Hacker News new | past | comments | ask | show | jobs | submit login

NUL terminated strings were the right decision for C. They’re certainly much simpler than length fields.

Consider using a length field. How big should that field be? If it's fixed size, you introduce complications regarding how big a string you can represent, and differences in field sizes across architectures. If it's variable-sized (a la UTF-8), then you've added different complications: you would need library functions to read and write the length, to get access to the string contents, to calculate the amount of memory required to hold a string of a given size, etc. Very much not in the spirit of C.

Next, what endianness should that field have? NUL terminated strings have no endianness issues: they can be trivially written to files, embedded in network packets, whatever. But with a length field, we either need to remember to marshall the string, or allow for the length field to not be in native byte order. Neither is a pleasant prospect, especially for a 1970’s C programmer.

Also, consider C-style string parsing, e.g. strtok/strsep. These could not be implemented with length-field strings.

Explicit length is better when you have an enforced abstraction, like std::string, but at that point you’re not writing in C. If you have to pick an exposed representation, NUL termination is much better than Pascal-style length fields.

So what was the “one-byte mistake?” The article says that it was saving a byte by using NUL termination instead of a two-byte length field. Had K&R not made that “mistake,” we would be unable to make a string longer than 65k - a far more serious limitation than anything NUL termination imposes!

K&R got it right.

No one doubts that there were advantages to NUL-terminated strings, but against them you have to weigh the many thousands of security holes that were thereby created.

UTF-8 got it right with having a variable-length byte representation of numerical values. Seven-bit values unaffected. Longer values use more bytes as necessary.

The C approach takes a whole different philosophy. You want a "string"? NULL terminated. Simple. You want a buffer? Do it yourself.

instead of a length field, use a pointer to the last character. the length is the difference of these two pointers. The maximum string length is the size of your address space. Problem solved.

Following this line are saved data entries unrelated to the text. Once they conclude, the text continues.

//! Multi-provider LLM client.
//!
//! Supports the **Anthropic Messages API** and the **OpenAI Chat Completions
//! API** (including OpenAI-compatible endpoints such as Ollama, Together, and
//! vLLM) with both streaming SSE and non-streaming modes.
//!
//! Whatever the provider, a blocking call comes back as a [`Response`] whose
//! blocks use the Anthropic-style `text` / `tool_use` tags, and a streaming
//! call comes back as an [`EventStream`] of provider-neutral
//! [`StreamEvent`]s.

use std::sync::Arc;
use std::time::Duration;

use async_trait::async_trait;
use futures::{Stream, StreamExt};
use reqwest::header::{AUTHORIZATION, CONTENT_TYPE, HeaderMap, HeaderValue};
use serde::Deserialize;
use serde_json::{Value, json};

use crate::conversation::{ContentItem, ConversationHistory, Speaker};
use crate::error::{AgentError, Result};
use crate::llm::streaming::SseParser;
use crate::llm::streaming_openai::OpenAiChunkParser;
use crate::llm::types::{Response, ResponseBlock, StreamEvent};
use crate::llm::{EventStream, InferenceClient};
use crate::tools::ToolCatalog;

// ---------------------------------------------------------------------------
// Constants
// ---------------------------------------------------------------------------

/// Default Anthropic API base URL.
pub const ANTHROPIC_BASE_URL: &str = "https://api.anthropic.com";

/// Default OpenAI API base URL.
pub const OPENAI_BASE_URL: &str = "https://api.openai.com/v1";

/// Anthropic API version header value.
const ANTHROPIC_VERSION: &str = "2023-06-01";

/// Default maximum tokens per response.
pub const DEFAULT_MAX_TOKENS: u32 = 4096;

/// Upper bound on establishing a connection.  Reading the response has no
/// deadline; a long stream is allowed to take as long as it takes.
const CONNECT_TIMEOUT: Duration = Duration::from_secs(30);

// ---------------------------------------------------------------------------
// Provider enum
// ---------------------------------------------------------------------------

/// Identifies which LLM provider the client should target.
#[derive(Debug, Clone, Copy, PartialEq, Eq, Default, Deserialize)]
#[serde(rename_all = "lowercase")]
pub enum LlmProvider {
    /// Anthropic Messages API.
    #[default]
    Anthropic,
    /// OpenAI Chat Completions API (also covers OpenAI-compatible endpoints).
    #[serde(alias = "openai-compatible")]
    OpenAI,
}
//! Clock tool: current local time in a named timezone.

use async_trait::async_trait;
use chrono::{DateTime, SecondsFormat, Utc};
use chrono_tz::Tz;
use palaver_agent::{Tool, ToolError};
use serde::Deserialize;
use serde_json::{Value, json};

/// Name the model uses to call [`LocalTimeTool`].
pub const TOOL_NAME: &str = "get_local_time";

/// Source of the current instant.
pub type ClockFn = fn() -> DateTime<Utc>;

/// Input document for [`LocalTimeTool`].
#[derive(Debug, Clone, Deserialize)]
pub struct LocalTimeInput {
    /// IANA timezone name, e.g. `Asia/Singapore`.
    pub timezone: String,
}

/// Reports the current time in an IANA timezone as an RFC 3339 string.
#[derive(Debug, Clone, Copy)]
pub struct LocalTimeTool {
    now: ClockFn,
}

impl LocalTimeTool {
    /// A tool reading the system clock.
    pub fn new() -> Self {
        Self { now: Utc::now }
    }

    /// A tool reading `now` instead of the system clock.
    pub fn with_clock(now: ClockFn) -> Self {
        Self { now }
    }
}

impl Default for LocalTimeTool {
    fn default() -> Self {
        Self::new()
    }
}

#[async_trait]
impl Tool for LocalTimeTool {
    type Input = LocalTimeInput;
    type Output = String;

    fn name(&self) -> &str {
        TOOL_NAME
    }

    fn description(&self) -> &str {
        "Get the current local date and time in a given IANA timezone \
         (for example `Asia/Singapore` or `America/New_York`). \
         Returns an RFC 3339 timestamp including the UTC offset."
    }

    fn input_schema(&self) -> Value {
        json!({
            "type": "object",
            "properties": {
                "timezone": {
                    "type": "string",
                    "description": "IANA timezone name, e.g. Asia/Singapore"
                }
            },
            "required": ["timezone"]
        })
    }

    async fn call(&self, input: LocalTimeInput) -> Result<String, ToolError> {
        let name = input.timezone.trim();
        let tz: Tz = name.parse().map_err(|e| ToolError::ExecutionFailed {
            tool_name: TOOL_NAME.into(),
            reason: format!("unknown timezone `{name}`: {e}"),
        })?;

        let local = (self.now)().with_timezone(&tz);
        tracing::debug!(timezone = %tz, time = %local, "resolved local time");
        Ok(local.to_rfc3339_opts(SecondsFormat::Secs, true))
    }
}
//! Conversation runtime for Palaver.
//!
//! This crate holds everything between a terminal and a remote language
//! model: the conversation model, the inference client, response
//! normalization, the tool registry and dispatcher, and the session loop
//! that ties them together.
//!
//! ## Architecture
//!
//! ```text
//!  ┌────────────┐  line   ┌──────────────┐  history  ┌─────────────────┐
//!  │ HumanInput │───────> │ ChatSession  │─────────> │ InferenceClient │
//!  └────────────┘         │ (loop)       │ <──────── │ (Anthropic /    │
//!  ┌────────────┐  text   │              │ Response  │  OpenAI, SSE)   │
//!  │ChatDisplay │<─────── │              │ / events  └─────────────────┘
//!  └────────────┘         └──────┬───────┘
//!                                │ normalize → Turn
//!                         ┌──────┴───────┐
//!                         │  Dispatcher  │──> ToolRegistry ──> Tool
//!                         └──────────────┘
//! ```
//!
//! ## Modules
//!
//! - [`conversation`] -- Turns, content items, and the append-only history.
//! - [`llm`] -- Inference client, SSE parsers, and raw response types.
//! - [`normalize`] -- Blocking responses and event streams into turns.
//! - [`tools`] -- Tool traits, registry, catalog, and dispatcher.
//! - [`runtime`] -- The chat session loop.
//! - [`io`] -- Human input and display seams.
//! - [`config`] -- File and environment settings.
//! - [`error`] -- Agent error types.

pub mod config;
pub mod conversation;
pub mod error;
pub mod io;
pub mod llm;
pub mod normalize;
pub mod runtime;
pub mod tools;

// Re-export the most commonly used types at the crate root.
pub use config::{DEFAULT_CONFIG_FILE, Settings, env_non_empty};
pub use conversation::{
    ContentItem, ConversationHistory, Speaker, ToolInvocation, ToolOutcome, ToolResult, Turn,
};
pub use error::{AgentError, Result};
pub use io::{ChatDisplay, HumanInput};
pub use llm::{
    EventStream, InferenceClient, LlmClient, LlmClientConfig, LlmProvider, Response,
    ResponseBlock, StreamEvent,
};
pub use normalize::{normalize_response, normalize_stream};
pub use runtime::{
    AgentConfig, ChatSession, DEFAULT_MAX_TOOL_ROUNDS, ResponseMode, SessionOutcome,
    SessionState,
};
pub use tools::{Dispatcher, Tool, ToolCatalog, ToolError, ToolHandler, ToolRegistry, ToolSpec};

The problem is hardly solved. Your string length computation is already wrong - the length is the difference between those pointers plus one.

Hypothetically, C could use the first `sizeof (size_t)` bytes to store the length. Endianness shouldn't be much of an issue; just use the endianness of the current machine. You don't typically write the NUL terminator when writing a string to a file; similarly, you wouldn't typically write the length field when writing a counted string to a file.

I agree that NUL-terminated strings were the right decision at the time (and aren't that bad now), but there are sane ways to do counted strings.

You piqued my interest, and it looks like NUL-terminated strings in files is actually common. tar, ELF, JPEG, gzip all use them. When the serialization format matches the in-memory format, you can mmap directly into a struct, which is fast and convenient.

> When the serialization format matches the in-memory format, you can mmap directly into a struct, which is fast and convenient.

...and a non-starter if you ever have data interchange between differing types of machines.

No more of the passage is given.